• canının istediği kitabı okuyup, istediğin zaman okula gidersin; konuşmak istersen seni dinlemek zorunda bırakılmış bir oda dolusu insan da verirler, yok benim bugün canım konuşmak istemez dersen basar gidersin öğrenciler de sevinir zaten. ha bi de üste para verirler. kadro da sağlamdır. kıyak iştir.
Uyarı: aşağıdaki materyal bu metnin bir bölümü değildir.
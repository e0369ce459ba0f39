//! Sus Notebook - body reports and suspicion tracking for social deduction games
//!
//! Core modules:
//! - `session`: Authoritative state (roster scores, body reports, change events)
//! - `persistence`: Session file and notebook save/load
//! - `roster`: Fixed player → colour table
//! - `appearance`: User-adjustable look, persisted with the session
//! - `color`: Luminance, readable text colour, alpha blend
//! - `overlay`: Read-only recent-bodies feed on a refresh timer
//! - `view`: Pure render helpers
//! - `app` / `console`: Presentation controller and the text front end

pub mod app;
pub mod appearance;
pub mod color;
pub mod console;
pub mod error;
pub mod overlay;
pub mod persistence;
pub mod roster;
pub mod session;
pub mod view;

pub use app::NotebookApp;
pub use appearance::Appearance;
pub use color::Rgb;
pub use error::{NotebookError, Result};
pub use persistence::PersistenceGateway;
pub use roster::Roster;
pub use session::{BodyReport, SessionEvent, SessionModel};

/// Notebook configuration constants
pub mod consts {
    /// Notes file, relative to the working directory
    pub const DEFAULT_NOTEBOOK_PATH: &str = "notebook.txt";

    /// Overlay slots (newest bodies shown)
    pub const OVERLAY_TOP_N: usize = 5;
    /// Overlay re-read period in seconds
    pub const OVERLAY_REFRESH_SECS: f32 = 1.0;

    /// Settings form font size bounds
    pub const FONT_SIZE_MIN: u32 = 6;
    pub const FONT_SIZE_MAX: u32 = 40;
    /// Smallest size the font chooser offers
    pub const FONT_CHOOSER_MIN_SIZE: u32 = 8;

    /// Backgrounds brighter than this get black text
    pub const LUMINANCE_THRESHOLD: f64 = 160.0;
}
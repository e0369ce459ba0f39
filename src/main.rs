//! Sus Notebook entry point
//!
//! Runs the text front end over stdin/stdout until `quit` or end of input.

use std::io::{self, BufRead, Write};

use sus_notebook::NotebookApp;
use sus_notebook::console::Console;

fn main() {
    env_logger::init();
    log::info!("Sus Notebook starting...");

    let mut console = Console::new(NotebookApp::default());
    println!("Body Report Log - type 'help' for commands");

    let stdin = io::stdin();
    let mut stdout = io::stdout();
    loop {
        print!("> ");
        let _ = stdout.flush();

        let mut line = String::new();
        match stdin.lock().read_line(&mut line) {
            Ok(0) => break,
            Ok(_) => {}
            Err(e) => {
                log::error!("Failed to read input: {}", e);
                break;
            }
        }

        let reply = console.handle_line(&line);
        if !reply.text.is_empty() {
            println!("{}", reply.text);
        }
        if reply.quit {
            break;
        }
    }

    if let Some(err) = console.shutdown() {
        eprintln!("{}", err);
    }
    log::info!("Sus Notebook exiting");
}
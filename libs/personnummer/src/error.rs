//! Error types for identity number parsing and validation.

use thiserror::Error;

/// Errors that can occur when parsing or validating identity numbers.
///
/// [`validate`](crate::validate) only ever returns [`Null`](Self::Null),
/// [`Empty`](Self::Empty) and [`Parsing`](Self::Parsing); a well-formed number
/// with a bad checksum or date is `Ok(false)` there. The strict
/// [`parse`](crate::Validator::parse) reports those as [`Checksum`](Self::Checksum)
/// and [`Date`](Self::Date).
#[derive(Debug, Error, Clone, PartialEq, Eq)]
pub enum PersonnummerError {
    /// No input was supplied.
    #[error("identity number is absent")]
    Null,

    /// The input string is empty.
    #[error("identity number cannot be empty")]
    Empty,

    /// The input does not match the `[CC]YYMMDD[-+]NNNC` grammar.
    #[error("failed to parse personal identity number: {message}")]
    Parsing { message: String },

    /// The check digit does not satisfy the Luhn checksum.
    #[error("checksum mismatch: expected check digit {expected}, got {actual}")]
    Checksum { expected: u8, actual: u8 },

    /// Neither the day nor the day minus 60 forms a real calendar date.
    ///
    /// `year` is the two-digit year when the century window could not
    /// resolve it.
    #[error("no such date: {year:04}-{month:02}-{day:02}")]
    Date { year: i32, month: u8, day: u8 },
}

impl PersonnummerError {
    pub(crate) fn parsing(message: impl Into<String>) -> Self {
        Self::Parsing {
            message: message.into(),
        }
    }

    /// Returns true if the input was absent.
    pub fn is_null(&self) -> bool {
        matches!(self, Self::Null)
    }

    /// Returns true if the input was an empty string.
    pub fn is_empty(&self) -> bool {
        matches!(self, Self::Empty)
    }

    /// Returns true if the input had the wrong shape.
    pub fn is_parsing(&self) -> bool {
        matches!(self, Self::Parsing { .. })
    }

    /// Returns true if the input was well-formed but is not a valid number.
    pub fn is_invalid_number(&self) -> bool {
        matches!(self, Self::Checksum { .. } | Self::Date { .. })
    }
}
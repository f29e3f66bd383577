//! # ssn-personnummer
//!
//! Parsing and validation of Swedish personal identity numbers
//! (personnummer) and coordination numbers (samordningsnummer).
//!
//! ## Format
//!
//! `[CC]YYMMDD[-+]NNNC`
//!
//! - `CC`: optional century digits
//! - `YYMMDD`: birth date; coordination numbers add 60 to the day
//! - `-` or `+`: optional separator, `+` conventionally marking 100+ years
//! - `NNN`: birth-order serial
//! - `C`: Luhn check digit over `YYMMDDNNN`
//!
//! Examples:
//! - `510818-9167`
//! - `19900101-0017`
//! - `701063-2391` (coordination number, born 1970-10-03)
//!
//! ## Usage
//!
//! ```
//! use ssn_personnummer::{validate, Personnummer};
//!
//! assert_eq!(validate("510818-9167"), Ok(true));
//! assert_eq!(validate(5108189168_i64), Ok(false));
//! assert!(validate("510818-916").unwrap_err().is_parsing());
//!
//! let pnr: Personnummer = "701063-2391".parse().unwrap();
//! assert!(pnr.is_coordination_number());
//! ```
//!
//! Two-digit years resolve through a [`CenturyWindow`]; build a
//! [`Validator`] to use a window other than the default.

pub mod checksum;
mod date;
mod error;
mod input;
mod parse;
mod validator;

pub use date::{birth_date, CenturyWindow, NumberKind, COORDINATION_DAY_OFFSET};
pub use error::PersonnummerError;
pub use input::Candidate;
pub use parse::{ParsedIdentifier, Separator};
pub use validator::{validate, Personnummer, Sex, Validator, DEFAULT_VALIDATOR};
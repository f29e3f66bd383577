//! Output formatting for CLI commands.

use colored::{ColoredString, Colorize};
use serde::Serialize;
use tabled::{Table, Tabled};

use crate::error::CliError;

const CLI_SCHEMA_VERSION: &str = "ssn.cli.v1";

/// Output format.
#[derive(Debug, Clone, Copy, Default, PartialEq, Eq)]
pub enum OutputFormat {
    /// Human-readable table format.
    #[default]
    Table,
    /// JSON format.
    Json,
}

impl std::str::FromStr for OutputFormat {
    type Err = CliError;

    fn from_str(s: &str) -> Result<Self, Self::Err> {
        match s.to_ascii_lowercase().as_str() {
            "table" => Ok(Self::Table),
            "json" => Ok(Self::Json),
            _ => Err(CliError::UnknownFormat(s.to_string())),
        }
    }
}

/// Print rows as a table.
pub fn print_table<T: Tabled>(data: &[T]) {
    println!("{}", render_table(data));
}

fn render_table<T: Tabled>(data: &[T]) -> String {
    if data.is_empty() {
        "No items found.".dimmed().to_string()
    } else {
        Table::new(data).to_string()
    }
}

/// Print a single item as JSON.
pub fn print_single<T: Serialize>(data: &T) {
    println!("{}", format_json(data, "{}"));
}

/// Renders a validation result, green when valid and red otherwise.
pub fn verdict(valid: bool) -> ColoredString {
    if valid {
        "true".green()
    } else {
        "false".red()
    }
}

fn format_json<T: Serialize + ?Sized>(data: &T, fallback: &str) -> String {
    let value = serde_json::to_value(data).unwrap_or_else(|_| serde_json::json!({}));
    serde_json::to_string_pretty(&wrap_with_schema(value)).unwrap_or_else(|_| fallback.to_string())
}

fn wrap_with_schema(value: serde_json::Value) -> serde_json::Value {
    serde_json::json!({
        "schemaVersion": CLI_SCHEMA_VERSION,
        "data": value
    })
}
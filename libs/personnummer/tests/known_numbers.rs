//! Validation of published example numbers.

use chrono::Datelike;
use rstest::rstest;
use ssn_personnummer::{validate, NumberKind, Personnummer, PersonnummerError};

#[rstest]
#[case("510818-9167", true)]
#[case("19900101-0017", true)]
#[case("19130401+2931", true)]
#[case("130401+2931", true)]
#[case("196408233234", true)]
#[case("0001010107", true)]
#[case("000101-0107", true)]
#[case("550207-3900", true)]
#[case("510818-9168", false)]
#[case("19900101-0018", false)]
fn personal_numbers(#[case] input: &str, #[case] expected: bool) {
    assert_eq!(validate(input), Ok(expected));
}

#[rstest]
#[case(6403273813, true)]
#[case(5108189167, true)]
#[case(199001010017, true)]
#[case(5502073900, true)]
#[case(5502073901, false)]
#[case(1234567890, false)]
#[case(9987654321, false)]
#[case(7010632391, true)]
#[case(6408833231, true)]
#[case(9001610017, false)]
#[case(6408933231, false)]
fn integer_numbers(#[case] input: i64, #[case] expected: bool) {
    assert_eq!(validate(input), Ok(expected));
    assert_eq!(validate(input), validate(input.to_string()));
}

#[rstest]
#[case("701063-2391", true)]
#[case("640883-3231", true)]
#[case("550207-3900", true)]
#[case("900161-0017", false)]
#[case("640893-3231", false)]
fn coordination_numbers(#[case] input: &str, #[case] expected: bool) {
    assert_eq!(validate(input), Ok(expected));
}

#[rstest]
#[case("640327-381")]
#[case("19900101-001")]
#[case("100101+001")]
#[case("9701063-2391")]
#[case("510818*9167")]
#[case("510818-916X")]
#[case("51081891670123")]
fn malformed_text_is_a_parsing_error(#[case] input: &str) {
    let err = validate(input).unwrap_err();
    assert!(err.is_parsing(), "{input}: {err:?}");
}

#[rstest]
#[case(640327381)]
#[case(19900101001)]
#[case(100101001)]
fn malformed_integers_are_a_parsing_error(#[case] input: i64) {
    assert!(validate(input).unwrap_err().is_parsing());
    assert_eq!(validate(input), validate(input.to_string()));
}

#[test]
fn null_and_empty_are_distinct_errors() {
    let absent: Option<String> = None;
    let null = validate(absent).unwrap_err();
    let empty = validate("").unwrap_err();

    assert_eq!(null, PersonnummerError::Null);
    assert_eq!(empty, PersonnummerError::Empty);
    assert_ne!(null, empty);
    assert!(null.is_null() && !null.is_empty());
}

#[test]
fn leading_zero_is_lost_for_integers() {
    // 0001010107 as an integer renders as "1010107".
    assert!(validate(1010107_i64).unwrap_err().is_parsing());
}

#[test]
fn coordination_number_birth_date() {
    let pnr = Personnummer::parse("640883-3231").unwrap();
    assert_eq!(pnr.kind(), NumberKind::Coordination);
    assert_eq!(pnr.birth_date().to_string(), "1964-08-23");
}

#[test]
fn plus_separator_does_not_change_century() {
    // A '+' conventionally marks a holder aged 100 or more, which would
    // place this number in 1913. Century resolution ignores the separator.
    let pnr = Personnummer::parse("130401+2931").unwrap();
    assert_eq!(pnr.birth_date().year(), 2013);

    let pnr = Personnummer::parse("19130401+2931").unwrap();
    assert_eq!(pnr.birth_date().year(), 1913);
}

#[test]
fn four_digit_year_is_used_verbatim() {
    // 1900 is not a leap year; the two-digit window would pick 2000.
    let digits = [0, 0, 0, 2, 2, 9, 1, 2, 3];
    let check = ssn_personnummer::checksum::check_digit(&digits);

    assert_eq!(validate(format!("000229-123{check}")), Ok(true));
    assert_eq!(validate(format!("19000229-123{check}")), Ok(false));
}

#[test]
fn repeated_validation_is_stable() {
    for input in ["510818-9167", "900161-0017", "640327-381", ""] {
        assert_eq!(validate(input), validate(input));
    }
}
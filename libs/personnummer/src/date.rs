//! Century resolution and calendar-date legality.

use chrono::NaiveDate;
use serde::{Deserialize, Serialize};

/// Offset added to the day of month in coordination numbers.
pub const COORDINATION_DAY_OFFSET: u8 = 60;

/// Two-digit-year windowing rule.
///
/// A two-digit year resolves to the latest year not after
/// `two_digit_year_max` that ends in those two digits. With the default of
/// 2029, `29` is 2029 and `30` is 1930.
#[derive(Debug, Clone, Copy, PartialEq, Eq, Hash)]
pub struct CenturyWindow {
    two_digit_year_max: i32,
}

impl CenturyWindow {
    /// The Swedish calendar default.
    pub const DEFAULT: Self = Self::new(2029);

    /// Creates a window ending at `two_digit_year_max`.
    #[must_use]
    pub const fn new(two_digit_year_max: i32) -> Self {
        Self { two_digit_year_max }
    }

    /// Returns the last year the window covers.
    #[must_use]
    pub const fn two_digit_year_max(&self) -> i32 {
        self.two_digit_year_max
    }

    /// Resolves a birth year.
    ///
    /// An explicit century is used verbatim; otherwise the window decides.
    /// Returns `None` when the window is so extreme that the year does not
    /// fit in an `i32`.
    #[must_use]
    pub fn resolve(&self, century: Option<u8>, year: u8) -> Option<i32> {
        let year = i32::from(year);
        if let Some(century) = century {
            return Some(i32::from(century) * 100 + year);
        }
        let offset = self.two_digit_year_max.rem_euclid(100);
        let century_start = self.two_digit_year_max.checked_sub(offset)?;
        if year <= offset {
            Some(century_start + year)
        } else {
            Some(century_start.checked_sub(100)? + year)
        }
    }
}

impl Default for CenturyWindow {
    fn default() -> Self {
        Self::DEFAULT
    }
}

/// Whether the day field holds the real day or the day plus 60.
#[derive(Debug, Clone, Copy, PartialEq, Eq, Hash, Serialize, Deserialize)]
#[serde(rename_all = "snake_case")]
pub enum NumberKind {
    /// Personnummer.
    Personal,
    /// Samordningsnummer.
    Coordination,
}

impl std::fmt::Display for NumberKind {
    fn fmt(&self, f: &mut std::fmt::Formatter<'_>) -> std::fmt::Result {
        match self {
            Self::Personal => write!(f, "personnummer"),
            Self::Coordination => write!(f, "samordningsnummer"),
        }
    }
}

/// Finds the birth date encoded by `year`, `month` and the raw `day` field.
///
/// Tries the day as written first, then the coordination convention.
/// Returns `None` when neither is a real Gregorian date.
pub fn birth_date(year: i32, month: u8, day: u8) -> Option<(NaiveDate, NumberKind)> {
    if let Some(date) = ymd(year, month, day) {
        return Some((date, NumberKind::Personal));
    }
    let day = day.checked_sub(COORDINATION_DAY_OFFSET)?;
    ymd(year, month, day).map(|date| (date, NumberKind::Coordination))
}

fn ymd(year: i32, month: u8, day: u8) -> Option<NaiveDate> {
    NaiveDate::from_ymd_opt(year, u32::from(month), u32::from(day))
}
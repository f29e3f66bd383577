//! ssncheck (ssn) - CLI for Swedish personal identity numbers
//!
//! Checks and inspects personnummer and samordningsnummer, either from
//! arguments or through an interactive menu.

use anyhow::Result;
use clap::Parser;
use tracing_subscriber::{layer::SubscriberExt, util::SubscriberInitExt, EnvFilter};

mod commands;
mod config;
mod error;
mod output;

use commands::Cli;
use config::Config;

fn main() -> Result<()> {
    let cli = Cli::parse();

    if let Err(e) = run(cli) {
        error::print_error(&e);
        std::process::exit(1);
    }

    Ok(())
}

fn run(cli: Cli) -> Result<()> {
    let config = Config::from_env()?;

    // Prefer RUST_LOG, fall back to SSN_LOG_LEVEL. Logs go to stderr.
    tracing_subscriber::registry()
        .with(EnvFilter::try_from_default_env().unwrap_or_else(|_| config.log_level.clone().into()))
        .with(tracing_subscriber::fmt::layer().with_writer(std::io::stderr))
        .init();

    cli.run(config)
}
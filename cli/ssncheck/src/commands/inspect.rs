//! `ssn inspect`: show what an identity number encodes.

use anyhow::Result;
use chrono::NaiveDate;
use clap::Args;
use serde::Serialize;
use ssn_personnummer::{NumberKind, Personnummer, Sex};
use tabled::Tabled;

use crate::error::CliError;
use crate::output::{print_single, print_table, OutputFormat};

use super::CommandContext;

/// Show the details encoded in an identity number.
#[derive(Debug, Args)]
pub struct InspectCommand {
    /// Identity number, e.g. 701063-2391.
    number: String,
}

/// Details of a validated number.
#[derive(Debug, Clone, PartialEq, Eq, Serialize)]
pub(super) struct InspectView {
    pub number: Personnummer,
    pub short: String,
    pub kind: NumberKind,
    pub birth_date: NaiveDate,
    pub sex: Sex,
}

impl From<Personnummer> for InspectView {
    fn from(pnr: Personnummer) -> Self {
        Self {
            number: pnr,
            short: pnr.format_short(),
            kind: pnr.kind(),
            birth_date: pnr.birth_date(),
            sex: pnr.sex(),
        }
    }
}

impl InspectView {
    pub(super) fn rows(&self) -> Vec<FieldRow> {
        vec![
            FieldRow::new("Number", self.number.format_long()),
            FieldRow::new("Short form", self.short.clone()),
            FieldRow::new("Kind", self.kind.to_string()),
            FieldRow::new("Birth date", self.birth_date.to_string()),
            FieldRow::new("Sex", self.sex.to_string()),
        ]
    }
}

#[derive(Debug, Clone, Tabled)]
pub(super) struct FieldRow {
    #[tabled(rename = "Field")]
    pub field: &'static str,

    #[tabled(rename = "Value")]
    pub value: String,
}

impl FieldRow {
    fn new(field: &'static str, value: String) -> Self {
        Self { field, value }
    }
}

impl InspectCommand {
    pub fn run(self, ctx: CommandContext) -> Result<()> {
        let pnr = ctx
            .validator
            .parse(&self.number)
            .map_err(CliError::from)?;
        let view = InspectView::from(pnr);

        match ctx.format {
            OutputFormat::Json => print_single(&view),
            OutputFormat::Table => print_table(&view.rows()),
        }

        Ok(())
    }
}
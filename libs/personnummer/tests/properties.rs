//! Property tests for the validator.

use proptest::prelude::*;
use ssn_personnummer::checksum::{check_digit, luhn};
use ssn_personnummer::{validate, NumberKind, Personnummer};

fn digits_of(s: &str) -> Vec<u8> {
    s.bytes().map(|b| b - b'0').collect()
}

proptest! {
    #[test]
    fn integer_matches_decimal_text(n in 0u64..10_000_000_000_000) {
        prop_assert_eq!(validate(n), validate(n.to_string()));
        prop_assert_eq!(validate(n as i64), validate(n.to_string()));
    }

    #[test]
    fn validation_is_deterministic(s in "[0-9+\\-]{0,14}") {
        prop_assert_eq!(validate(s.as_str()), validate(s.as_str()));
    }

    #[test]
    fn arbitrary_text_never_panics(s in "\\PC{0,16}") {
        let _ = validate(s.as_str());
    }

    #[test]
    fn check_digit_agrees_with_luhn(payload in proptest::collection::vec(0u8..10, 1..20)) {
        let mut full = payload.clone();
        full.push(check_digit(&payload));
        prop_assert_eq!(luhn(&full), 0);
    }

    #[test]
    fn generated_numbers_validate(
        year in 1800i32..2100,
        month in 1u32..=12,
        day in 1u32..=28,
        serial in 0u32..1000,
        coordination in any::<bool>(),
        dash in any::<bool>(),
    ) {
        let day_field = if coordination { day + 60 } else { day };
        let payload = format!("{:02}{:02}{:02}{:03}", year % 100, month, day_field, serial);
        let check = check_digit(&digits_of(&payload));
        let separator = if dash { "-" } else { "" };
        let input = format!(
            "{:04}{:02}{:02}{}{:03}{}",
            year, month, day_field, separator, serial, check
        );

        prop_assert_eq!(validate(input.as_str()), Ok(true));

        let pnr = Personnummer::parse(&input).unwrap();
        let expected_kind = if coordination { NumberKind::Coordination } else { NumberKind::Personal };
        prop_assert_eq!(pnr.kind(), expected_kind);
        prop_assert_eq!(pnr.birth_date().to_string(), format!("{:04}-{:02}-{:02}", year, month, day));

        let wrong = format!("{}{}", &input[..input.len() - 1], (check + 1) % 10);
        prop_assert_eq!(validate(wrong.as_str()), Ok(false));
    }
}
//! Luhn (mod 10) checksum.

/// Computes the Luhn sum of `digits` modulo 10.
///
/// Every second digit counting leftward from the rightmost one is doubled,
/// with 9 subtracted from doubled values above 9. A digit string that ends
/// in a correct check digit sums to 0.
///
/// Each element must be a single decimal digit (0-9).
pub fn luhn(digits: &[u8]) -> u8 {
    let parity = digits.len() % 2;
    let sum: u32 = digits
        .iter()
        .enumerate()
        .map(|(i, &d)| {
            let d = u32::from(d);
            if i % 2 == parity {
                let doubled = d * 2;
                if doubled > 9 {
                    doubled - 9
                } else {
                    doubled
                }
            } else {
                d
            }
        })
        .sum();
    (sum % 10) as u8
}

/// Computes the check digit to append to `payload`.
pub fn check_digit(payload: &[u8]) -> u8 {
    let mut digits = Vec::with_capacity(payload.len() + 1);
    digits.extend_from_slice(payload);
    digits.push(0);
    (10 - luhn(&digits)) % 10
}

/// Returns true if the last digit of `digits` is a correct check digit.
pub fn is_valid(digits: &[u8]) -> bool {
    !digits.is_empty() && luhn(digits) == 0
}
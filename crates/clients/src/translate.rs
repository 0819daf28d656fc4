//! Google Cloud Translation (v2, "basic") client.

use async_trait::async_trait;
use serde::Deserialize;
use tracing::{debug, error};

use crate::TextTranslator;
use crate::error::{TranslationError, excerpt};

/// Public endpoint of the v2 translate method
pub const DEFAULT_TRANSLATION_ENDPOINT: &str =
    "https://translation.googleapis.com/language/translate/v2";

#[derive(Clone)]
pub struct GoogleTranslateClient {
    http: reqwest::Client,
    api_key: String,
    endpoint: String,
}

impl GoogleTranslateClient {
    pub fn new(http: reqwest::Client, api_key: impl Into<String>) -> Self {
        Self {
            http,
            api_key: api_key.into(),
            endpoint: DEFAULT_TRANSLATION_ENDPOINT.to_string(),
        }
    }

    pub fn with_endpoint(mut self, endpoint: impl Into<String>) -> Self {
        self.endpoint = endpoint.into();
        self
    }
}

#[async_trait]
impl TextTranslator for GoogleTranslateClient {
    async fn translate_text(
        &self,
        text: &str,
        target: &str,
        source: Option<&str>,
    ) -> Result<String, TranslationError> {
        debug!("Translating {} chars to '{}'", text.len(), target);

        // Plain text, otherwise v2 answers with HTML entities
        let mut form = vec![
            ("q", text),
            ("target", target),
            ("format", "text"),
            ("key", self.api_key.as_str()),
        ];
        if let Some(source) = source {
            form.push(("source", source));
        }

        let response = self
            .http
            .post(&self.endpoint)
            .form(&form)
            .send()
            .await
            .map_err(|e| {
                let e = e.without_url();
                error!("Translation request failed: {}", e);
                TranslationError::Transport(e.to_string())
            })?;

        let status = response.status();
        if !status.is_success() {
            let body = response.text().await.unwrap_or_default();
            return Err(TranslationError::Status {
                status: status.as_u16(),
                body: excerpt(&body),
            });
        }

        let payload: TranslateResponse = response
            .json()
            .await
            .map_err(|e| TranslationError::Decode(e.without_url().to_string()))?;

        payload
            .data
            .translations
            .into_iter()
            .next()
            .map(|t| t.translated_text)
            .ok_or(TranslationError::Empty)
    }
}

#[derive(Debug, Deserialize)]
struct TranslateResponse {
    data: TranslateData,
}

#[derive(Debug, Deserialize)]
struct TranslateData {
    #[serde(default)]
    translations: Vec<Translation>,
}

#[derive(Debug, Deserialize)]
struct Translation {
    #[serde(rename = "translatedText")]
    translated_text: String,
}
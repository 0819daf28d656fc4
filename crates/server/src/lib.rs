//! Server crate for the Madrasa learning-path backend.
//!
//! Contains the orchestrator that runs the agent pipeline, the runtime
//! configuration, and the HTTP surface that exposes both.

pub mod api;
pub mod config;
pub mod context;
pub mod orchestrator;

pub use api::{ApiError, GeneratePathResponse, build_app, routes, serve};
pub use config::Settings;
pub use context::AppContext;
pub use orchestrator::{
    LearningPathOrchestrator, OrchestrationError, PathOutcome, PathRun, Stage, StageOutcome, StageReport,
};

/// Install the global fmt subscriber. `RUST_LOG` overrides the default filter.
pub fn init_tracing(default_filter: &str) {
    let filter = tracing_subscriber::EnvFilter::try_from_default_env()
        .unwrap_or_else(|_| tracing_subscriber::EnvFilter::new(default_filter));

    // A second init (e.g. from tests) is not an error worth surfacing.
    let _ = tracing_subscriber::fmt().with_env_filter(filter).try_init();
}
//! Translation agent.
//!
//! The caller always gets displayable text back. On any translation fault
//! the output repeats the original input verbatim and adds the error.

use std::fmt;
use std::sync::Arc;

use async_trait::async_trait;
use tracing::{info, warn};

use clients::TextTranslator;
use domain::TranslationRequest;

use crate::traits::{Agent, AgentOutput};

pub const NO_TEXT_ERROR: &str = "No text provided.";

#[derive(Debug, Clone, Default, PartialEq, Eq)]
pub struct TranslateOutput {
    pub translated_text: String,
    pub error: Option<String>,
}

impl AgentOutput for TranslateOutput {
    fn error(&self) -> Option<&str> {
        self.error.as_deref()
    }
}

pub struct TranslationAgent {
    translator: Arc<dyn TextTranslator>,
}

impl TranslationAgent {
    pub fn new(translator: Arc<dyn TextTranslator>) -> Self {
        Self { translator }
    }
}

impl fmt::Debug for TranslationAgent {
    fn fmt(&self, f: &mut fmt::Formatter<'_>) -> fmt::Result {
        write!(f, "TranslationAgent(name={})", self.name())
    }
}

#[async_trait]
impl Agent for TranslationAgent {
    type Input = TranslationRequest;
    type Output = TranslateOutput;

    fn name(&self) -> &str {
        "Translator"
    }

    async fn process(&self, input: TranslationRequest) -> TranslateOutput {
        if input.text.is_empty() {
            return TranslateOutput {
                translated_text: String::new(),
                error: Some(NO_TEXT_ERROR.to_string()),
            };
        }

        info!(agent = self.name(), target_language = %input.target_language, "Translating");

        match self
            .translator
            .translate_text(
                &input.text,
                &input.target_language,
                input.source_language.as_deref(),
            )
            .await
        {
            Ok(translated_text) => TranslateOutput {
                translated_text,
                error: None,
            },
            Err(e) => {
                warn!(agent = self.name(), error = %e, "Translation failed, returning original text");
                TranslateOutput {
                    translated_text: input.text,
                    error: Some(e.to_string()),
                }
            }
        }
    }
}
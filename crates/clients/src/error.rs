//! Errors raised by the external collaborators.
//!
//! Agents convert every one of these into an `error` string on their output,
//! so the messages here are what ends up in logs and API responses.

use thiserror::Error;

/// Longest upstream body excerpt kept in an error message
const BODY_EXCERPT_CHARS: usize = 200;

/// Errors that can occur when searching for videos
#[derive(Error, Debug)]
pub enum SearchError {
    #[error("Video search request failed: {0}")]
    Transport(String),

    #[error("Video search returned HTTP {status}: {body}")]
    Status { status: u16, body: String },

    #[error("Invalid response from video search: {0}")]
    Decode(String),
}

/// Errors that can occur when translating text
#[derive(Error, Debug)]
pub enum TranslationError {
    #[error("HTTP Error: {0}")]
    Transport(String),

    #[error("Translation service returned HTTP {status}: {body}")]
    Status { status: u16, body: String },

    #[error("Invalid response from translation service: {0}")]
    Decode(String),

    #[error("Translation service returned no translations")]
    Empty,
}

/// Errors that can occur when analyzing profile data
#[derive(Error, Debug, PartialEq, Eq)]
pub enum ProfileError {
    #[error("Malformed profile data: {0}")]
    Malformed(String),

    #[error("Profile data contains neither a summary nor skills")]
    Empty,
}

pub(crate) fn excerpt(body: &str) -> String {
    let trimmed = body.trim();
    if trimmed.chars().count() <= BODY_EXCERPT_CHARS {
        return trimmed.to_string();
    }
    let mut short: String = trimmed.chars().take(BODY_EXCERPT_CHARS).collect();
    short.push('…');
    short
}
    ama gavur her şey gibi bunu da paraya endekslemiştir, proje kapamazsan yılda bilmem kaç makale yayınlamazsan kapının önüne koyar. hele proje yapamayacak bir bölümdeyseniz bölümü de kapatabilirler. sözleşmeli akademisyenlikte iş güvencesi olmaz tabi. ders ekersin hem fırça atarlar hem de telafi dersi yaptırırlar. öğrencilerin doldurduğu hoca değerlendirme anketlerinde kötü not alırsan da müdür kızar. hasılı kıyak olan yurdum üniversitelerinde hoca olmaktır. gerçi o da yakında değişecek gibi, bologna süreci sonunda sanırım yalnızca asistanlar değil tüm hoca tayfası sözleşmeli olacak.
  • hakkiyla yapmak istediginiz takdirde, zihinsel anlamda bildiginiz agir isciliktir. ana diliniz disinda bir, mumkunse iki ve daha fazla dili çok iyi anlayip, yine mumkunse en azindan birinde akademik yazi yazabilecek yeterlilige sahip olmaniz ; alaninizla ilgili yurtdisinda ve yurticinde neler olup bittigini yakindan takip etmeniz ; ders veriyorsaniz yillarca ayni dersi anlatmamak için daima çalismaniz gerekir. turkçe bilimsel kaynaklara katkida bulunmak gibi bir derdiniz varsa, makale - kitap çevirileri yapmak kaçinilmazdir, bir derdi olan ve alanina katkida bulunan iyi bir makale yazmak icin handiyse bir yuksek lisans tezi kadar okumak, gorusme yapmak, arastirmak ve bunu yilda en az bir kez yapmak gerekir. geçmisten bugune gelen birikim yeterli olmadigi, insan yetistirmek isteyen hoca sayisinin azligi dusunuldugunde ilgilendiginiz konuyla ilgili pek cok seyi bastan yapmak, yeniden kesfetmek, duvara yeni bir tas koymadan once eksik taslari tamamlamak zorunda kalirsiniz. sosyal bilimler alaninda calisiyorsaniz kendi alaniniz disinda baska alanlara da asgari duzeyde hakim olmaniz gerekir cunku alanlar pek çok noktada birbiriyle kesisir.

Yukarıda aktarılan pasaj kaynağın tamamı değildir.